According to Stacy St. Clair and Todd Lighty of the Chicago Tribune, 19-year-old Elizabeth “Lizzy” Seeberg had struggled with depression and anxiety in the past, but a friend said she was “so excited and so enthusiastic about starting the year off right” at St. Mary’s. Then, on Aug. 31, not long after classes started, she was allegedly attacked by a Notre Dame football player. St. Clair and Lighty write,

She reported it to Notre Dame police at 5 p.m. the following day. The department’s Web site twice refers to a single alleged sex crime on Aug. 31, listing it once as a sexual battery and once as a sexual assault by an acquaintance. The documents provided no further description. A source said that her allegations did not describe penetration, but a sexual attack that ended when there was a knock on the door.

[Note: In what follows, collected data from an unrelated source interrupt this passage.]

use std::collections::BTreeMap;

use copyright_year::Style;

/// Styles by class name, applied below the inline style.
#[derive(Debug, Clone, Default, PartialEq, Eq)]
pub struct Stylesheet(BTreeMap<String, Style>);

impl Stylesheet {
    #[must_use]
    pub fn new() -> Self {
        Self::default()
    }

    pub fn insert(&mut self, class: impl Into<String>, style: Style) {
        self.0.insert(class.into(), style);
    }

    #[must_use]
    pub fn with(mut self, class: impl Into<String>, style: Style) -> Self {
        self.insert(class, style);
        self
    }

    #[must_use]
    pub fn get(&self, class: &str) -> Option<&Style> {
        self.0.get(class)
    }

    pub fn classes(&self) -> impl Iterator<Item = &str> {
        self.0.keys().map(String::as_str)
    }

    /// Effective style of an element: every class in the space separated
    /// `class` list in order, then `inline` on top.
    #[must_use]
    pub fn resolve(&self, class: Option<&str>, inline: &Style) -> Style {
        let mut style = Style::new();
        for name in class.unwrap_or_default().split_whitespace() {
            match self.get(name) {
                Some(class_style) => style.merge(class_style),
                None => tracing::trace!(class = name, "no style for class"),
            }
        }
        style.merge(inline);
        style
    }
}

#[cfg(test)]
mod tests {
    use super::*;

    fn stylesheet() -> Stylesheet {
        Stylesheet::new()
            .with("muted", Style::new().with("color", "#888888").with("font-size", "12px"))
            .with("brand", Style::new().with("color", "#ff0000").with("font-weight", "bold"))
    }

    #[test]
    fn no_class() {
        let inline = Style::new().with("color", "#000000");
        assert_eq!(stylesheet().resolve(None, &inline), inline);
    }

    #[test]
    fn class_order() {
        let style = stylesheet().resolve(Some("muted brand"), &Style::new());
        assert_eq!(
            style.to_string(),
            "color: #ff0000; font-size: 12px; font-weight: bold"
        );
    }

    #[test]
    fn inline_wins() {
        let inline = Style::new().with("font-size", "20px");
        let style = stylesheet().resolve(Some("muted"), &inline);
        assert_eq!(style.to_string(), "color: #888888; font-size: 20px");
    }

    #[test]
    fn unknown_class() {
        let style = stylesheet().resolve(Some("missing"), &Style::new());
        assert!(style.is_empty());
    }

    #[test]
    fn classes() {
        assert_eq!(stylesheet().classes().collect::<Vec<_>>(), ["brand", "muted"]);
    }
}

Why aren’t the details clearer? In part because the Notre Dame police, rather than turning the case over to the St. Joseph County special victims unit, have chosen to handle it themselves — and they say they don’t have to abide by the open records laws governing the rest of Indiana. They have not asked the county prosecutor to charge anyone, and the university wouldn’t make officials available for comment. Instead, they made this vague statement:

Any time we are made aware of a student potentially violating university policies, we implement a process that is careful and thorough so that facts can be gathered, rumors and misinformation can be sorted out, and an informed decision can be made about what action to take — if action is warranted. We take our obligation seriously, we involve law enforcement officials as appropriate, and we act in accordance with the facts.

St. Mary’s, for its part, appears to be passing the buck a bit — its president said in a letter to parents and students, “Although we do not know the cause of her death, we want to stop any potential rumors by stating that no crime occurred on our campus related to her death.” A crime may have occurred off St. Mary’s campus, but nobody’s willing to talk about it.

One of the incredibly sad things about this story is that Seeberg reportedly “feared people would dislike her for accusing a Notre Dame athlete of a sex crime and that she would wear the incident ‘like a scarlet letter’ throughout her college career.” And now both her school and Notre Dame are acting like her alleged assault is a matter to be hushed up, rather than addressed openly. Both are acting like the investigation and coverage of an assault are embarrassing to them, when the exact opposite should be true — institutions should be ashamed of themselves when they hide sexual violence, when they pretend it never happens, when they act like they are somehow above all that. Because that’s what makes victims — and there will be victims, even (especially?) if you pretend there aren’t — feel like they’re wearing scarlet letters.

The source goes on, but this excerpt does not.